__Problem statement__
The answer must consist of every line below containing "else".

__Data shown__
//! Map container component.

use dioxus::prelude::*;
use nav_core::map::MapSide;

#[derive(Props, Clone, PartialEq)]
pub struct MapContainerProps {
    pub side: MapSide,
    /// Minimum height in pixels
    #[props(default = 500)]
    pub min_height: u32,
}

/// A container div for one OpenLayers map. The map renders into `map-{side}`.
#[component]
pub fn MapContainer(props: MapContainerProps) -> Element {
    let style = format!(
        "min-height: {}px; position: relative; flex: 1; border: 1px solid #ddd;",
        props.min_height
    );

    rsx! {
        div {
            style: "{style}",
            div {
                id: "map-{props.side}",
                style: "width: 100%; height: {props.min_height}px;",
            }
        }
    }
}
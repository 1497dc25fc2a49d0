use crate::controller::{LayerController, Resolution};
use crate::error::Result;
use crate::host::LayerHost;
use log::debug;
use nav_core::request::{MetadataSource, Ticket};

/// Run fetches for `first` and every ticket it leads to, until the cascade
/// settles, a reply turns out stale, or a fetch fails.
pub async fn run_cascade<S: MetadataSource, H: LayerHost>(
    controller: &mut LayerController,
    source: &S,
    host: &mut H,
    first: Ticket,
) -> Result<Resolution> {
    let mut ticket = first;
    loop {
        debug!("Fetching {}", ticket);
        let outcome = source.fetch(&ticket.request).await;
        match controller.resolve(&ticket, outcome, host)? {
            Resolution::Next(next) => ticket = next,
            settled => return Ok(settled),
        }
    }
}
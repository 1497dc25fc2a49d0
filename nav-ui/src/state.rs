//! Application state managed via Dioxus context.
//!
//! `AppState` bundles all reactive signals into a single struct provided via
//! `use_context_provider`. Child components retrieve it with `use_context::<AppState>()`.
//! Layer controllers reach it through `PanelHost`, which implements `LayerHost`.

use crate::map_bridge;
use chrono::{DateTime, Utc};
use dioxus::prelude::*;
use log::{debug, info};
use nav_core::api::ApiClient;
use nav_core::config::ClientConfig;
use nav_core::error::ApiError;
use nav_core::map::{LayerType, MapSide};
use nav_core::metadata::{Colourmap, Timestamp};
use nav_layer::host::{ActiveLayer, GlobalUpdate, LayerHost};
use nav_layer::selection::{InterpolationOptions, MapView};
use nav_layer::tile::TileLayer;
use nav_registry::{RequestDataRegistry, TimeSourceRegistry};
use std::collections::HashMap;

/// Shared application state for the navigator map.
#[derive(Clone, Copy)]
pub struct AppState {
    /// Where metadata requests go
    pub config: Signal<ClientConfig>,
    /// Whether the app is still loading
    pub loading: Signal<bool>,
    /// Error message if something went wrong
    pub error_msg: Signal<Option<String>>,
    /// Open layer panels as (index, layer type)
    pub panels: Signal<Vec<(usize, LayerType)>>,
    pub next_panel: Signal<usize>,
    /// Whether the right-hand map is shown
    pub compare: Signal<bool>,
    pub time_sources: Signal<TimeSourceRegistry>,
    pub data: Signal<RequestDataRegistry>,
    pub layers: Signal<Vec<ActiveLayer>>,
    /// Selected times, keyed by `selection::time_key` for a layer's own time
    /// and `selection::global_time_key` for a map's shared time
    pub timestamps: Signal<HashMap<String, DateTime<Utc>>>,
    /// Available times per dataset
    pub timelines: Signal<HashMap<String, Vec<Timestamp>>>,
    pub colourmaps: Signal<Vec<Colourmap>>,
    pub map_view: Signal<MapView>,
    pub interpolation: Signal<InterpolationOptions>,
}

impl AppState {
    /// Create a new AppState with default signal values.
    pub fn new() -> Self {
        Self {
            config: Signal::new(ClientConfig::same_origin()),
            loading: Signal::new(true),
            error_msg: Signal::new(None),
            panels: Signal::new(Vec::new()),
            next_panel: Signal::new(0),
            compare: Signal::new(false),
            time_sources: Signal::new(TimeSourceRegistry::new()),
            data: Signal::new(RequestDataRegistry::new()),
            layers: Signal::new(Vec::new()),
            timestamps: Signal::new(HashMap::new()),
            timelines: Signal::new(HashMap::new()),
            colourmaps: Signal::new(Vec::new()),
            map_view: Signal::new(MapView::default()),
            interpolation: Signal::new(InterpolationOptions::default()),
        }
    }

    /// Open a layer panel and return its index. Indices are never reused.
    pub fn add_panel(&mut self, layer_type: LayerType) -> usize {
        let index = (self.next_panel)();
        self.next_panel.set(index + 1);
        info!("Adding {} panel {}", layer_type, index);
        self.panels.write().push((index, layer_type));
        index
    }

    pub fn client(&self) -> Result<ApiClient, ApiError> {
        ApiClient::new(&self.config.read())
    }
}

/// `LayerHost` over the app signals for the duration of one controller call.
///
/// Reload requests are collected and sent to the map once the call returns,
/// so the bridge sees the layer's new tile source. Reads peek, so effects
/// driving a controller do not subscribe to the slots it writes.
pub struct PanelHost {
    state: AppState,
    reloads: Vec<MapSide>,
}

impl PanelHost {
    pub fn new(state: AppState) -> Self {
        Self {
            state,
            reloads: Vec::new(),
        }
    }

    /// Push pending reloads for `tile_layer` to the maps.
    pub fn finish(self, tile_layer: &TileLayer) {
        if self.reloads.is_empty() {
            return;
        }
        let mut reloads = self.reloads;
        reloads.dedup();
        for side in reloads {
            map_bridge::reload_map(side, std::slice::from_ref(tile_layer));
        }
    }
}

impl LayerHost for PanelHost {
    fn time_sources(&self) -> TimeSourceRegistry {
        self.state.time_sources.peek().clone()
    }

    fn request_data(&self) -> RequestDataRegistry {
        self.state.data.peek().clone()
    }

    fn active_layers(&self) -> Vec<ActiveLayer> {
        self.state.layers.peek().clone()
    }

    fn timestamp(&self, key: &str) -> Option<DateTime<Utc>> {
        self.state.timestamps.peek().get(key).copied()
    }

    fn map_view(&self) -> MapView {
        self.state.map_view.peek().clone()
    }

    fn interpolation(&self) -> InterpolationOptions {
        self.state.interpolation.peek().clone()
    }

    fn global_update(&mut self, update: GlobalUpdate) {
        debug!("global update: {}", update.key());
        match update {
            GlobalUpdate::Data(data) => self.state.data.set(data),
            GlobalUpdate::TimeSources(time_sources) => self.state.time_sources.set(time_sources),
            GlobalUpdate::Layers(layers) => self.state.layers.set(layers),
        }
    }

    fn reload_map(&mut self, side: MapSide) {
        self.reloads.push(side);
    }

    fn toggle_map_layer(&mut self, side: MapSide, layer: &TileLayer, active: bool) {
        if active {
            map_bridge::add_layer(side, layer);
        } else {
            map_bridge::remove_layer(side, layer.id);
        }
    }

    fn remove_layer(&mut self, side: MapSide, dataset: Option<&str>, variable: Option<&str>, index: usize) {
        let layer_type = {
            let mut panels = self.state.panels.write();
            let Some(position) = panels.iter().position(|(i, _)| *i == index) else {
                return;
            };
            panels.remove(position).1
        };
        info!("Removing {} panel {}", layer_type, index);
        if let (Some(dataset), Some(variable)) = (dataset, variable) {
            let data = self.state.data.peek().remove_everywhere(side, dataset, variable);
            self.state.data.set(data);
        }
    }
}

__Exercise result__
        } else {
            let Some(position) = panels.iter().position(|(i, _)| *i == index) else {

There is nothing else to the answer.